EXERCISE REQUIREMENTS: Show every line in the records below that contains the word "unwrap".

▬▬▬▬▬▬

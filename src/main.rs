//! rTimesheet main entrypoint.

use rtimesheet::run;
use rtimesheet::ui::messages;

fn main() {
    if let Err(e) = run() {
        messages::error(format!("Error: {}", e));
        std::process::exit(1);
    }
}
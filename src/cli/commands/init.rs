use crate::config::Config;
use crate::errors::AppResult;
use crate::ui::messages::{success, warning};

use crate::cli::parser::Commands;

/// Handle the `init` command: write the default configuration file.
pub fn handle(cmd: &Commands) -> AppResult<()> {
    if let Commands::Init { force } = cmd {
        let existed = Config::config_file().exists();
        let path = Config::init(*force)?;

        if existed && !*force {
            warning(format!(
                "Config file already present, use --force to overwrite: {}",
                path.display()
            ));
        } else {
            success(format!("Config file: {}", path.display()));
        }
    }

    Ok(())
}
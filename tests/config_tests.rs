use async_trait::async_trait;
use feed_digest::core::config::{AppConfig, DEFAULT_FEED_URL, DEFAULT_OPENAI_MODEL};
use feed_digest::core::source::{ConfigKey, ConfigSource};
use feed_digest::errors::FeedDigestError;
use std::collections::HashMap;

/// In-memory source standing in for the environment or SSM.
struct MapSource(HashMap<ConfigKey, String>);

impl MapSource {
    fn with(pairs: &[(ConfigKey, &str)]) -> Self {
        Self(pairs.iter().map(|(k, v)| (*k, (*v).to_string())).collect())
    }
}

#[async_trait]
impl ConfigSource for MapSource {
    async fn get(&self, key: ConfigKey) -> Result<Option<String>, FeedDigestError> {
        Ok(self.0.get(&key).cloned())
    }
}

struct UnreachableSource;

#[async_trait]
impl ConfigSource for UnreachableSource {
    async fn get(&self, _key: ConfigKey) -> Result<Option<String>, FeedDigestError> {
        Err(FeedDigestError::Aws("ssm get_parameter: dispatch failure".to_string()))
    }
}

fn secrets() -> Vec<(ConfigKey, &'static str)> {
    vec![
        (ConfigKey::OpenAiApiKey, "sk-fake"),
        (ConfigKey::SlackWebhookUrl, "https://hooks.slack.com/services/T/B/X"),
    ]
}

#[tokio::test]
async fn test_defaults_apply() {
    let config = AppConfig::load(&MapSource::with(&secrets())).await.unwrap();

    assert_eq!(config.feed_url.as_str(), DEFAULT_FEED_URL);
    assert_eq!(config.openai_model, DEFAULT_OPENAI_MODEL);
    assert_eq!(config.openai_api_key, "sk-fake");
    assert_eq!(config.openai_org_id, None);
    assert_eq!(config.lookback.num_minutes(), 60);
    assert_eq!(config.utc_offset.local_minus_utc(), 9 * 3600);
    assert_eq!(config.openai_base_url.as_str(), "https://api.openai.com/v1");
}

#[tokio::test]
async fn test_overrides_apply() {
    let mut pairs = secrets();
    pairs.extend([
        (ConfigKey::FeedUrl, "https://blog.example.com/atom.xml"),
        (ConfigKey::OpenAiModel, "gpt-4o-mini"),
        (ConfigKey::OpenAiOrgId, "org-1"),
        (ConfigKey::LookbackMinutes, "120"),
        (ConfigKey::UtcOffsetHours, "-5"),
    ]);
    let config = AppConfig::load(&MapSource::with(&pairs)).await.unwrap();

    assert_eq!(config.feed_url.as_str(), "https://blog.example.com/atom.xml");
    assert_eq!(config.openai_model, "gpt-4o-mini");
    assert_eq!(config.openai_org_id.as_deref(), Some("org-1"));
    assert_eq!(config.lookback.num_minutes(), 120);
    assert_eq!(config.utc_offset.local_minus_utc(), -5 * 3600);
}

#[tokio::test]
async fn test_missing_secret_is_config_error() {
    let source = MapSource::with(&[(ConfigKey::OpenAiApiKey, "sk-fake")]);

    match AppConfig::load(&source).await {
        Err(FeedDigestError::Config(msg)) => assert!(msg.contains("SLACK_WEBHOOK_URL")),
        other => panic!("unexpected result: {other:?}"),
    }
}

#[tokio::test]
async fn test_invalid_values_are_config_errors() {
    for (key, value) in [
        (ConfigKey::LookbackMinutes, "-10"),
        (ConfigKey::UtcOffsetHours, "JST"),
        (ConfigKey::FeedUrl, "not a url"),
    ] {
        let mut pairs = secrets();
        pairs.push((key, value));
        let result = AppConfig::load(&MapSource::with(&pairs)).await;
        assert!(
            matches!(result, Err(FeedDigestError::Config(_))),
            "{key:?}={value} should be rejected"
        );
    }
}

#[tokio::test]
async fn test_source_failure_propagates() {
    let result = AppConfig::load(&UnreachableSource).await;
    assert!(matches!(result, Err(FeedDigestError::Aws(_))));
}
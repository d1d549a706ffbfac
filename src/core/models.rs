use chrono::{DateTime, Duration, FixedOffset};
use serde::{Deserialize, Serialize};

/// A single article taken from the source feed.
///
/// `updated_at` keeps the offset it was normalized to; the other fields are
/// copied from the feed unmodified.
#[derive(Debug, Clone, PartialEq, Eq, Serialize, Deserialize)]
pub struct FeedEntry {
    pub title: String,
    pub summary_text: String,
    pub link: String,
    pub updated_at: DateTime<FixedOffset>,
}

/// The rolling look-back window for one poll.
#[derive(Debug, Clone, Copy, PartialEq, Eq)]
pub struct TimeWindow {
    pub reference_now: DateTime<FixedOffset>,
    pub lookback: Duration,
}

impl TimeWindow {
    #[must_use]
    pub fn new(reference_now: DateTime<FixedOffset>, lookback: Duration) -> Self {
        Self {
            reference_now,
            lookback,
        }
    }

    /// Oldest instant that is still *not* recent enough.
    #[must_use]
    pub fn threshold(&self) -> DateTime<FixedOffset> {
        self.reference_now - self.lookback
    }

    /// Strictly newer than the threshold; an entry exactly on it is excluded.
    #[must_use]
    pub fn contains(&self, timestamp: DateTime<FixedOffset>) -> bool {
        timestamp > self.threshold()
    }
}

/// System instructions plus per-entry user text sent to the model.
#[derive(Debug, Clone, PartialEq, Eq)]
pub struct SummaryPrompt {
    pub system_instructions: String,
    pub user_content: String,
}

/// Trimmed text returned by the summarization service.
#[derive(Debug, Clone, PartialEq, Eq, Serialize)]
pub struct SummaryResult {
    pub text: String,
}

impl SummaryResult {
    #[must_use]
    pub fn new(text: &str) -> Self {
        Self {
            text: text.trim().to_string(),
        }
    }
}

▬▬▬▬▬▬

EXERCISE RESPONSE:
    let config = AppConfig::load(&MapSource::with(&secrets())).await.unwrap();
    let config = AppConfig::load(&MapSource::with(&pairs)).await.unwrap();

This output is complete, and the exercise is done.